Plans of this kind, which are considered to be group health plans under the ACA, don’t comply with certain of the Act’s provisions—specifically, its requirement that certain preventive care coverage must be provided without cost sharing and its prohibition on annual limits for essential health benefits.
As of Jan. 1, 2014, failure to comply with the new IRS policy subjected the employer to a $100-per-day, per-employee excise tax. The financial impact on a small business could be immense: Over the course of last year, for a small business with only 10 employees whose premiums were being paid directly or reimbursed, the tax would have amounted to $365,000.

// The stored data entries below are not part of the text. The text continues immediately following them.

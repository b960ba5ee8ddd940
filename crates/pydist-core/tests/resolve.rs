//! End-to-end resolution over a local find-links directory.

use std::fs::File;
use std::io::Write;
use std::path::Path;

use anyhow::Result;
use pydist_core::{
    default_translator, register_finders, DirectoryCrawler, Interpreter, Obtainer, Translate,
    WheelTranslator,
};
use pydist_domain::{Package, Target};

fn metadata_body(name: &str, version: &str) -> String {
    format!("Metadata-Version: 1.1\nName: {name}\nVersion: {version}\n\nBody.\n")
}

fn write_wheel(path: &Path, name: &str, version: &str) -> Result<()> {
    let file = File::create(path)?;
    let mut writer = zip::ZipWriter::new(file);
    let options = zip::write::FileOptions::default();
    writer.start_file(format!("{name}-{version}.dist-info/METADATA"), options)?;
    writer.write_all(metadata_body(name, version).as_bytes())?;
    writer.finish()?;
    Ok(())
}

fn write_egg(path: &Path, name: &str, version: &str) -> Result<()> {
    let file = File::create(path)?;
    let mut writer = zip::ZipWriter::new(file);
    let options = zip::write::FileOptions::default();
    writer.start_file("EGG-INFO/PKG-INFO", options)?;
    writer.write_all(metadata_body(name, version).as_bytes())?;
    writer.finish()?;
    Ok(())
}

fn write_sdist(path: &Path, name: &str, version: &str) -> Result<()> {
    let file = File::create(path)?;
    let encoder = flate2::write::GzEncoder::new(file, flate2::Compression::default());
    let mut builder = tar::Builder::new(encoder);
    let setup = format!(
        "from setuptools import setup\nsetup(name='{name}', version='{version}', py_modules=[])\n"
    );
    let mut header = tar::Header::new_gnu();
    header.set_size(setup.len() as u64);
    header.set_mode(0o644);
    header.set_cksum();
    builder.append_data(&mut header, format!("{name}-{version}/setup.py"), setup.as_bytes())?;
    builder.into_inner()?.finish()?;
    Ok(())
}

#[test]
fn obtains_and_translates_the_best_candidate() -> Result<()> {
    register_finders();
    let links = tempfile::tempdir()?;
    let cache = tempfile::tempdir()?;
    write_wheel(
        &links.path().join("psutil-0.6.1-cp26-none-macosx_10_4_x86_64.whl"),
        "psutil",
        "0.6.1",
    )?;
    write_egg(&links.path().join("psutil-0.6.1-py2.6.egg"), "psutil", "0.6.1")?;
    write_sdist(&links.path().join("psutil-0.6.1.tar.gz"), "psutil", "0.6.1")?;

    let target = Target::new("CPython", (2, 6), "macosx-10.4-x86_64")?;
    let obtainer = Obtainer::new(DirectoryCrawler::new(links.path()));
    let requirement = "psutil==0.6.1".parse().unwrap();

    let candidates: Vec<Package> = obtainer.iter(&requirement)?.collect();
    let kinds: Vec<&str> = candidates
        .iter()
        .map(|package| package.filename().rsplit('.').next().unwrap())
        .collect();
    assert_eq!(kinds, vec!["whl", "egg", "gz"]);

    let translator = WheelTranslator::new(cache.path(), target);
    let dist = translator
        .translate(&candidates[0])
        .expect("the wheel is compatible and local");
    assert_eq!(dist.name, "psutil");
    assert_eq!(dist.version.to_string(), "0.6.1");
    assert!(dist.location.starts_with(cache.path()));
    Ok(())
}

#[test]
fn builds_a_source_archive_and_round_trips_the_package() -> Result<()> {
    if std::env::var("PYDIST_BUILD_TESTS").ok().as_deref() != Some("1") {
        eprintln!("skipping builds_a_source_archive_and_round_trips_the_package (PYDIST_BUILD_TESTS!=1)");
        return Ok(());
    }

    register_finders();
    let links = tempfile::tempdir()?;
    let cache = tempfile::tempdir()?;
    write_sdist(&links.path().join("demo-1.0.tar.gz"), "demo", "1.0")?;

    let interpreter = Interpreter::discover()?;
    let translator = default_translator(cache.path(), interpreter, None);
    let source =
        Package::from_location(&links.path().join("demo-1.0.tar.gz").display().to_string())
            .expect("source package");

    let dist = translator.translate(&source).expect("build should succeed");
    assert_eq!(dist.name, "demo");
    assert_eq!(dist.version.to_string(), "1.0");

    // the built artifact must recognize as a package with the same identity
    let built = Package::from_location(&dist.location.display().to_string())
        .expect("built artifact should parse");
    assert_eq!(built.name(), source.name());
    assert_eq!(built.version(), source.version());
    Ok(())
}
use std::fs::File;
use std::io::Write;
use std::path::Path;

use anyhow::Result;
use assert_cmd::Command;

fn write_wheel(path: &Path, name: &str, version: &str) -> Result<()> {
    let file = File::create(path)?;
    let mut writer = zip::ZipWriter::new(file);
    let options = zip::write::FileOptions::default();
    writer.start_file(format!("{name}-{version}.dist-info/METADATA"), options)?;
    writer.write_all(format!("Name: {name}\nVersion: {version}\n\n").as_bytes())?;
    writer.finish()?;
    Ok(())
}

#[test]
fn resolve_prints_the_distribution() -> Result<()> {
    if which::which("python3").is_err() && which::which("python").is_err() {
        eprintln!("skipping resolve_prints_the_distribution (no python interpreter)");
        return Ok(());
    }

    let links = tempfile::tempdir()?;
    let cache = tempfile::tempdir()?;
    write_wheel(&links.path().join("demo-1.0-py3-none-any.whl"), "demo", "1.0")?;

    let output = Command::cargo_bin("pydist")?
        .args([
            "resolve",
            "demo==1.0",
            "--find-links",
            &links.path().display().to_string(),
            "--cache",
            &cache.path().display().to_string(),
        ])
        .output()?;
    assert!(
        output.status.success(),
        "stderr: {}",
        String::from_utf8_lossy(&output.stderr)
    );
    let stdout = String::from_utf8(output.stdout)?;
    assert!(stdout.contains("demo 1.0"), "stdout: {stdout}");
    Ok(())
}

#[test]
fn resolve_fails_when_every_candidate_is_exhausted() -> Result<()> {
    if which::which("python3").is_err() && which::which("python").is_err() {
        eprintln!("skipping resolve_fails_when_every_candidate_is_exhausted (no python interpreter)");
        return Ok(());
    }

    let links = tempfile::tempdir()?;
    let cache = tempfile::tempdir()?;

    let output = Command::cargo_bin("pydist")?
        .args([
            "resolve",
            "demo==1.0",
            "--find-links",
            &links.path().display().to_string(),
            "--cache",
            &cache.path().display().to_string(),
        ])
        .output()?;
    assert!(!output.status.success());
    Ok(())
}
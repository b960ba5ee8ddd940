//! Requirement satisfaction helpers on top of the PEP 440/508 crates.

use std::str::FromStr;

use pep440_rs::{Version, VersionSpecifiers};
use pep508_rs::{Requirement, VersionOrUrl};

/// Canonical form of a distribution name: lowercased, with `_` and `.` folded
/// to `-`. All name comparisons in pydist go through this.
pub fn normalize_name(name: &str) -> String {
    name.to_ascii_lowercase().replace(['_', '.'], "-")
}

/// The normalized project name a requirement refers to.
pub fn requirement_name(requirement: &Requirement) -> String {
    normalize_name(&requirement.name.to_string())
}

/// Whether `version` lies within the requirement's constraint.
///
/// A requirement without a version clause admits every version; a requirement
/// pinned to a URL admits none (it names an artifact, not a version range).
pub fn version_allowed(requirement: &Requirement, version: &Version) -> bool {
    match &requirement.version_or_url {
        None => true,
        Some(VersionOrUrl::VersionSpecifier(specifiers)) => {
            VersionSpecifiers::from_str(&specifiers.to_string())
                .map(|specifiers| specifiers.contains(version))
                .unwrap_or(false)
        }
        Some(VersionOrUrl::Url(_)) => false,
    }
}

#[cfg(test)]
mod tests {
    use super::*;

    fn requirement(spec: &str) -> Requirement {
        Requirement::from_str(spec).expect("well-formed requirement")
    }

    fn version(value: &str) -> Version {
        Version::from_str(value).expect("well-formed version")
    }

    #[test]
    fn normalizes_separators_and_case() {
        assert_eq!(normalize_name("Django"), "django");
        assert_eq!(normalize_name("zope.interface"), "zope-interface");
        assert_eq!(normalize_name("backports_abc"), "backports-abc");
    }

    #[test]
    fn bare_requirement_admits_every_version() {
        let req = requirement("psutil");
        assert!(version_allowed(&req, &version("0.4.0")));
        assert!(version_allowed(&req, &version("9.9")));
    }

    #[test]
    fn pinned_requirement_admits_only_the_pin() {
        let req = requirement("psutil==0.6.1");
        assert!(version_allowed(&req, &version("0.6.1")));
        assert!(!version_allowed(&req, &version("0.6.0")));
    }

    #[test]
    fn range_requirement_respects_bounds() {
        let req = requirement("psutil>=0.5.0");
        assert!(!version_allowed(&req, &version("0.4.1")));
        assert!(version_allowed(&req, &version("0.5.0")));
        assert!(version_allowed(&req, &version("0.6.0")));
    }
}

That’s before the continuing accrual of the daily tax in 2015, and before any penalties and interest the IRS might assess because the small business hasn’t reported the violation.
Short-Term Reprieve
Fortunately, in mid-February, the IRS offered a temporary reprieve. It created a grace period that continues through June 30, 2015, alleviating the per-employee penalty for all of 2014 and for the first half of 2015 for small businesses with fewer than 50 employees. As of July 1, however, companies that have not come into alignment again become subject to the penalty.
The amnesty period should be considered an opportunity to make sure the company’s health care offerings comply with ACA requirements. A small business has two options for correcting the offending arrangements:
- They can purchase a group health plan for their employees.

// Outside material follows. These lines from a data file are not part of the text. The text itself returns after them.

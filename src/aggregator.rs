use bigdecimal::BigDecimal;
use log::{debug, warn};
use std::collections::HashMap;

use crate::model::{AggregatedItem, IngredientLine, NormalizedKey};
use crate::normalize::{normalized_key, units};

/// Merge ingredient lines into one row per normalized key
///
/// Output order is the order in which each key first appears. The first line
/// of a group provides the display name and the organic flag; later lines only
/// add to the total. Lines that fail [`is_valid_line`] are dropped with a warning.
///
/// Totals are summed as exact decimals, so the same lines in any order give
/// bit-identical amounts.
///
/// # Example
/// ```
/// use mealplan_grocery::{aggregate, IngredientLine};
///
/// let items = aggregate(&[
///     IngredientLine::new("Tomato", 2.0, "cup"),
///     IngredientLine::new("tomatoes, diced", 1.0, "cups"),
/// ]);
/// assert_eq!(items.len(), 1);
/// assert_eq!(items[0].total_amount, 3.0);
/// assert_eq!(items[0].display_text, "3 cups Tomato");
/// ```
pub fn aggregate(lines: &[IngredientLine]) -> Vec<AggregatedItem> {
    let mut items: Vec<AggregatedItem> = Vec::new();
    let mut totals: Vec<BigDecimal> = Vec::new();
    let mut index: HashMap<NormalizedKey, usize> = HashMap::new();

    for line in lines {
        if !is_valid_line(line) {
            warn!(
                "Dropping ingredient line name={:?} amount={} unit={:?}",
                line.name, line.amount, line.unit
            );
            continue;
        }

        if !units::is_known(&line.unit) {
            debug!("Unmapped unit {:?} for {:?}", line.unit, line.name);
        }

        let key = normalized_key(&line.name, &line.unit);
        match index.get(&key) {
            Some(&position) => totals[position] += exact_amount(line.amount),
            None => {
                index.insert(key.clone(), items.len());
                totals.push(exact_amount(line.amount));
                items.push(AggregatedItem::new(
                    key,
                    line.name.trim().to_string(),
                    line.amount,
                    line.organic,
                ));
            }
        }
    }

    for (item, total) in items.iter_mut().zip(&totals) {
        item.set_total_amount(to_amount(total));
    }

    debug!(
        "Aggregated {} ingredient lines into {} items",
        lines.len(),
        items.len()
    );
    items
}

/// A line is usable when it has a name, a unit and a positive, finite amount
pub fn is_valid_line(line: &IngredientLine) -> bool {
    !line.name.trim().is_empty()
        && !line.unit.trim().is_empty()
        && line.amount.is_finite()
        && line.amount > 0.0
}

/// Exact decimal value of an amount, taken from its shortest round-trip form
pub(crate) fn exact_amount(amount: f64) -> BigDecimal {
    amount.to_string().parse().unwrap_or_default()
}

/// Nearest `f64` to an exact decimal total
pub(crate) fn to_amount(total: &BigDecimal) -> f64 {
    match total.to_string().parse() {
        Ok(amount) => amount,
        Err(_) => {
            warn!("Could not convert total {} to an amount", total);
            0.0
        }
    }
}

/// Two decimal places, with a trailing ".00" dropped
pub fn format_amount(amount: f64) -> String {
    let formatted = format!("{:.2}", amount);
    match formatted.strip_suffix(".00") {
        Some(whole) => whole.to_string(),
        None => formatted,
    }
}

/// "{amount} {unit} {name}"
pub fn display_text(amount: f64, unit: &str, name: &str) -> String {
    format!("{} {} {}", format_amount(amount), unit, name)
}

impl AggregatedItem {
    pub(crate) fn new(key: NormalizedKey, display_name: String, amount: f64, organic: bool) -> Self {
        let unit = key.unit.clone();
        AggregatedItem {
            display_text: display_text(amount, &unit, &display_name),
            key,
            display_name,
            total_amount: amount,
            unit,
            organic,
        }
    }

    /// Replace the total and regenerate the display text
    pub fn set_total_amount(&mut self, total: f64) {
        self.total_amount = total;
        self.display_text = display_text(total, &self.unit, &self.display_name);
    }

    /// Canonical ingredient name
    pub fn normalized_name(&self) -> &str {
        &self.key.name
    }

    /// Express this row as a single ingredient line that aggregates back to the same key
    pub fn to_ingredient_line(&self) -> IngredientLine {
        IngredientLine {
            name: self.display_name.clone(),
            amount: self.total_amount,
            unit: self.unit.clone(),
            organic: self.organic,
        }
    }
}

- They can continue to allow employees to seek individual coverage and, if the business still wants to foot the bill for employee premiums, it must increase the employee’s salary. This approach subjects the pay increase to income and payroll taxes. In addition, the company cannot condition the compensation increase on the employee using the extra money to pay for health coverage. The employee must be free to use the additional salary as he or she wishes. If the employee chooses to use the increase to pay for premiums, the employer cannot endorse a particular policy or insurance provider.
Small businesses may chafe at both of these options. Either is likely to be more expensive than the traditional practice has been, and employers may not see either alternative as offering a significant recruiting or retention benefit. They are, however, far less costly than accruing daily penalties for noncompliance.
It’s worth noting that some small benefits companies have developed products that they are advertising as ways for employers to continue reimbursing employees for insurance premiums without running afoul of ACA requirements. However, these products haven’t yet been tested by the IRS, so small businesses should not pursue them without engaging legal counsel in the evaluation and decision-making process.